Reminder: Removal of Texas Provider Identifiers (TPIs) Number from Prior Authorization Forms, Claims Forms and Instructions Effective Sept. 1, 2021

September 08, 2021

What’s new?
Effective Sept. 1, 2021, Texas Medicaid and Healthcare Partnership (TMHP) Learn more about third-party links providers will no longer be required to use their TPIs for submitting paper claims, paper prior authorization requests or for calling TMHP. The TPIs will be removed from prior authorization forms, claim forms and instructions.

What’s next?
Instead of the TPIs, providers must use their National Provider Identifiers (NPIs) on forms effective Sept. 1, 2021. Providers or individuals may be issued an Atypical Provider Identifiers (APIs) by Texas Health and Human Services (HHSC) if they do not provide health-care services or are not required to have NPIs. These providers should use their APIs instead of the TPIs.

Stop Using TPIs
By Dec. 9, 2021, providers should stop using TPIs. TMHP will continue to accept older forms that include TPIs from Sept. 1, 2021 until Dec. 8, 2021 to assist with the transition of the phase out of TPIs. After this transition period ends, only the revised NPI/API forms will be accepted.

Additional Information
For more information, call the TMHP Contact Center at 1-800-925-9126 or the TMHP-CSHCN Service Program Contact Center at 1-800-568-2413.

Have questions
Contact our BCBSTX Medicaid Provider Service Center at 1-877-560-8055 or contact your BCBSTX Medicaid Provider Network Representative at 1-855-212-1615.

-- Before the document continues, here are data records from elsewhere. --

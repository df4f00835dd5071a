//! Command detection and stripping
//!
//! Matching is case-insensitive and word-bounded, and only looks at a
//! leading window of the transcript so that a later mention of "remind"
//! as content is not mistaken for a command. The window is counted in
//! characters, not bytes.

use tracing::debug;

use super::phrases::{default_phrases, CommandPhrase, Intent};

/// Characters dropped between a command phrase and the entry text
const SEPARATORS: &[char] = &[',', ':', ';', '-', '.'];

/// Errors building a custom grammar
#[derive(Debug, thiserror::Error, PartialEq, Eq)]
pub enum GrammarError {
    #[error("command phrase is empty")]
    EmptyPhrase,

    #[error("command phrase is not ASCII: {0:?}")]
    NonAsciiPhrase(String),
}

/// Where a command phrase was found in a transcript
#[derive(Debug, Clone, Copy, PartialEq, Eq)]
pub struct CommandMatch {
    pub intent: Intent,
    /// Byte offset where the phrase starts
    pub start: usize,
    /// Byte offset one past the end of the phrase
    pub end: usize,
}

/// Ordered command phrase table for both intents
#[derive(Debug, Clone)]
pub struct CommandGrammar {
    phrases: Vec<CommandPhrase>,
    window: usize,
}

impl Default for CommandGrammar {
    fn default() -> Self {
        Self::with_slack(Self::DEFAULT_SLACK)
    }
}

impl CommandGrammar {
    /// Extra characters allowed before a command phrase
    pub const DEFAULT_SLACK: usize = 16;

    /// Build the built-in grammar with a custom leading-window slack
    pub fn with_slack(slack: usize) -> Self {
        Self::build(default_phrases(), slack)
    }

    /// Build a grammar from a custom phrase table
    ///
    /// Phrases keep their relative order within each intent; that order is
    /// the matching priority.
    pub fn new(phrases: Vec<CommandPhrase>, slack: usize) -> Result<Self, GrammarError> {
        let mut normalized = Vec::with_capacity(phrases.len());
        for phrase in phrases {
            let text = phrase.phrase.trim();
            if text.is_empty() {
                return Err(GrammarError::EmptyPhrase);
            }
            if !text.is_ascii() {
                return Err(GrammarError::NonAsciiPhrase(text.to_string()));
            }
            normalized.push(CommandPhrase::new(phrase.intent, text));
        }
        Ok(Self::build(normalized, slack))
    }

    fn build(phrases: Vec<CommandPhrase>, slack: usize) -> Self {
        let phrases: Vec<CommandPhrase> = phrases
            .into_iter()
            .map(|p| CommandPhrase::new(p.intent, p.phrase.to_ascii_lowercase()))
            .collect();
        let longest = phrases.iter().map(|p| p.phrase.len()).max().unwrap_or(0);

        Self {
            phrases,
            window: longest + slack,
        }
    }

    /// Number of leading characters a command phrase must end within
    pub fn window(&self) -> usize {
        self.window
    }

    /// Find the command phrase that decides the intent of `text`
    ///
    /// Each intent contributes its earliest phrase found in the window, with
    /// table order deciding between phrases at the same offset. The earlier
    /// of the two intents wins; on a tie the note match wins.
    pub fn detect(&self, text: &str) -> Option<CommandMatch> {
        // ASCII folding keeps byte offsets aligned with `text`
        let lowered = text.to_ascii_lowercase();

        let note = self.first_match(Intent::Note, &lowered);
        let reminder = self.first_match(Intent::Reminder, &lowered);

        match (note, reminder) {
            (Some(note), Some(reminder)) if reminder.start < note.start => Some(reminder),
            (Some(note), _) => Some(note),
            (None, reminder) => reminder,
        }
    }

    /// Classify `text` and strip everything through the command phrase
    ///
    /// Returns `(None, text)` unchanged when no command phrase matches.
    pub fn match_and_strip(&self, text: &str) -> (Option<Intent>, String) {
        match self.detect(text) {
            Some(found) => {
                let rest = text[found.end..]
                    .trim_start_matches(|c: char| c.is_whitespace() || SEPARATORS.contains(&c))
                    .trim_end();
                debug!(
                    intent = %found.intent,
                    start = found.start,
                    end = found.end,
                    "command phrase matched"
                );
                (Some(found.intent), rest.to_string())
            }
            None => (None, text.to_string()),
        }
    }

    fn first_match(&self, intent: Intent, lowered: &str) -> Option<CommandMatch> {
        // `min_by_key` keeps the first of equal keys, so table order breaks ties
        self.phrases
            .iter()
            .filter(|p| p.intent == intent)
            .filter_map(|p| {
                self.find_in_window(lowered, &p.phrase)
                    .map(|(start, end)| CommandMatch { intent, start, end })
            })
            .min_by_key(|found| found.start)
    }

    fn find_in_window(&self, haystack: &str, phrase: &str) -> Option<(usize, usize)> {
        let mut from = 0;
        while let Some(offset) = haystack[from..].find(phrase) {
            let start = from + offset;
            let end = start + phrase.len();
            if haystack[..end].chars().count() > self.window {
                return None;
            }
            if is_word_start(haystack, start) && is_word_end(haystack, end) {
                return Some((start, end));
            }
            // `start` is an ASCII byte, so the next byte is a char boundary
            from = start + 1;
        }
        None
    }
}

fn is_word_start(haystack: &str, start: usize) -> bool {
    haystack[..start]
        .chars()
        .next_back()
        .map_or(true, |c| !c.is_alphanumeric())
}

fn is_word_end(haystack: &str, end: usize) -> bool {
    haystack[end..]
        .chars()
        .next()
        .map_or(true, |c| !c.is_alphanumeric())
}

#[cfg(test)]
mod tests {
    use super::*;

    fn grammar() -> CommandGrammar {
        CommandGrammar::default()
    }

    #[test]
    fn test_note_phrase() {
        assert_eq!(
            grammar().match_and_strip("note to buy milk"),
            (Some(Intent::Note), "buy milk".to_string())
        );
    }

    #[test]
    fn test_reminder_phrase() {
        assert_eq!(
            grammar().match_and_strip("remind me to call mom"),
            (Some(Intent::Reminder), "call mom".to_string())
        );
    }

    #[test]
    fn test_command_only_leaves_empty_text() {
        assert_eq!(
            grammar().match_and_strip("remind me to"),
            (Some(Intent::Reminder), String::new())
        );
    }

    #[test]
    fn test_longer_phrase_preferred() {
        assert_eq!(
            grammar().match_and_strip("reminder to water plants"),
            (Some(Intent::Reminder), "water plants".to_string())
        );
        assert_eq!(
            grammar().match_and_strip("reminder water plants"),
            (Some(Intent::Reminder), "water plants".to_string())
        );
    }

    #[test]
    fn test_case_insensitive_keeps_casing() {
        assert_eq!(
            grammar().match_and_strip("Remind Me To call Dr. Smith"),
            (Some(Intent::Reminder), "call Dr. Smith".to_string())
        );
    }

    #[test]
    fn test_leading_filler_is_stripped() {
        assert_eq!(
            grammar().match_and_strip("okay so note that the garage code is 1234"),
            (Some(Intent::Note), "the garage code is 1234".to_string())
        );
    }

    #[test]
    fn test_separator_after_phrase_is_dropped() {
        assert_eq!(
            grammar().match_and_strip("Note: pick up dry cleaning"),
            (Some(Intent::Note), "pick up dry cleaning".to_string())
        );
    }

    #[test]
    fn test_word_boundaries() {
        // "notebook" must not match "note", "reminders" must not match "remind"
        assert_eq!(
            grammar().match_and_strip("notebook is on the desk"),
            (None, "notebook is on the desk".to_string())
        );
        assert_eq!(
            grammar().match_and_strip("reminders app"),
            (None, "reminders app".to_string())
        );
    }

    #[test]
    fn test_match_outside_window_is_ignored() {
        let text = "I spent the whole afternoon at the store, remind me to relax";
        assert_eq!(grammar().match_and_strip(text), (None, text.to_string()));
    }

    #[test]
    fn test_earliest_match_wins() {
        assert_eq!(
            grammar().match_and_strip("remind me to take a note"),
            (Some(Intent::Reminder), "take a note".to_string())
        );
        assert_eq!(
            grammar().match_and_strip("note remind me"),
            (Some(Intent::Note), "remind me".to_string())
        );
    }

    #[test]
    fn test_leading_phrase_beats_later_longer_phrase() {
        assert_eq!(
            grammar().match_and_strip("note that we take a note"),
            (Some(Intent::Note), "we take a note".to_string())
        );
        assert_eq!(
            grammar().match_and_strip("Note, take a note of the gate code"),
            (Some(Intent::Note), "take a note of the gate code".to_string())
        );
        // Same offset still prefers the longer phrase
        assert_eq!(
            grammar().match_and_strip("remind me to remind me"),
            (Some(Intent::Reminder), "remind me".to_string())
        );
    }

    #[test]
    fn test_window_counts_characters() {
        // 20 two-byte characters of filler: 40 bytes, but only 20 characters
        let text = format!("{} note to water plants", "é".repeat(20));
        assert_eq!(
            grammar().match_and_strip(&text),
            (Some(Intent::Note), "water plants".to_string())
        );

        let text = format!("{} note to water plants", "é".repeat(30));
        assert_eq!(grammar().match_and_strip(&text), (None, text.clone()));
    }

    #[test]
    fn test_no_match_returns_text_unchanged() {
        assert_eq!(
            grammar().match_and_strip("  buy milk  "),
            (None, "  buy milk  ".to_string())
        );
    }

    #[test]
    fn test_non_ascii_text() {
        assert_eq!(
            grammar().match_and_strip("note to café at noon"),
            (Some(Intent::Note), "café at noon".to_string())
        );
        assert_eq!(grammar().match_and_strip("é note"), (Some(Intent::Note), String::new()));
    }

    #[test]
    fn test_custom_grammar() {
        let grammar = CommandGrammar::new(
            vec![
                CommandPhrase::new(Intent::Note, " Jot Down "),
                CommandPhrase::new(Intent::Reminder, "don't forget to"),
            ],
            4,
        )
        .unwrap();
        assert_eq!(grammar.window(), "don't forget to".len() + 4);
        assert_eq!(
            grammar.match_and_strip("jot down gate code"),
            (Some(Intent::Note), "gate code".to_string())
        );
        assert_eq!(
            grammar.match_and_strip("Don't forget to stretch"),
            (Some(Intent::Reminder), "stretch".to_string())
        );
    }

    #[test]
    fn test_custom_grammar_rejects_bad_phrases() {
        assert_eq!(
            CommandGrammar::new(vec![CommandPhrase::new(Intent::Note, "  ")], 0).unwrap_err(),
            GrammarError::EmptyPhrase
        );
        assert!(matches!(
            CommandGrammar::new(vec![CommandPhrase::new(Intent::Note, "notá")], 0),
            Err(GrammarError::NonAsciiPhrase(_))
        ));
    }
}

The above material is for informational purposes only and is not a substitute for the independent medical judgment of a physician or other health care provider. Physicians and other health care providers are encouraged to use their own medical judgment based upon all available information and the condition of the patient in determining the appropriate course of treatment. The fact that a service or treatment is described in this material is not a guarantee that the service or treatment is a covered benefit and members should refer to their certificate of coverage for more details, including benefits, limitations and exclusions. Regardless of benefits, the final decision about any service or treatment is between the member and their health care provider.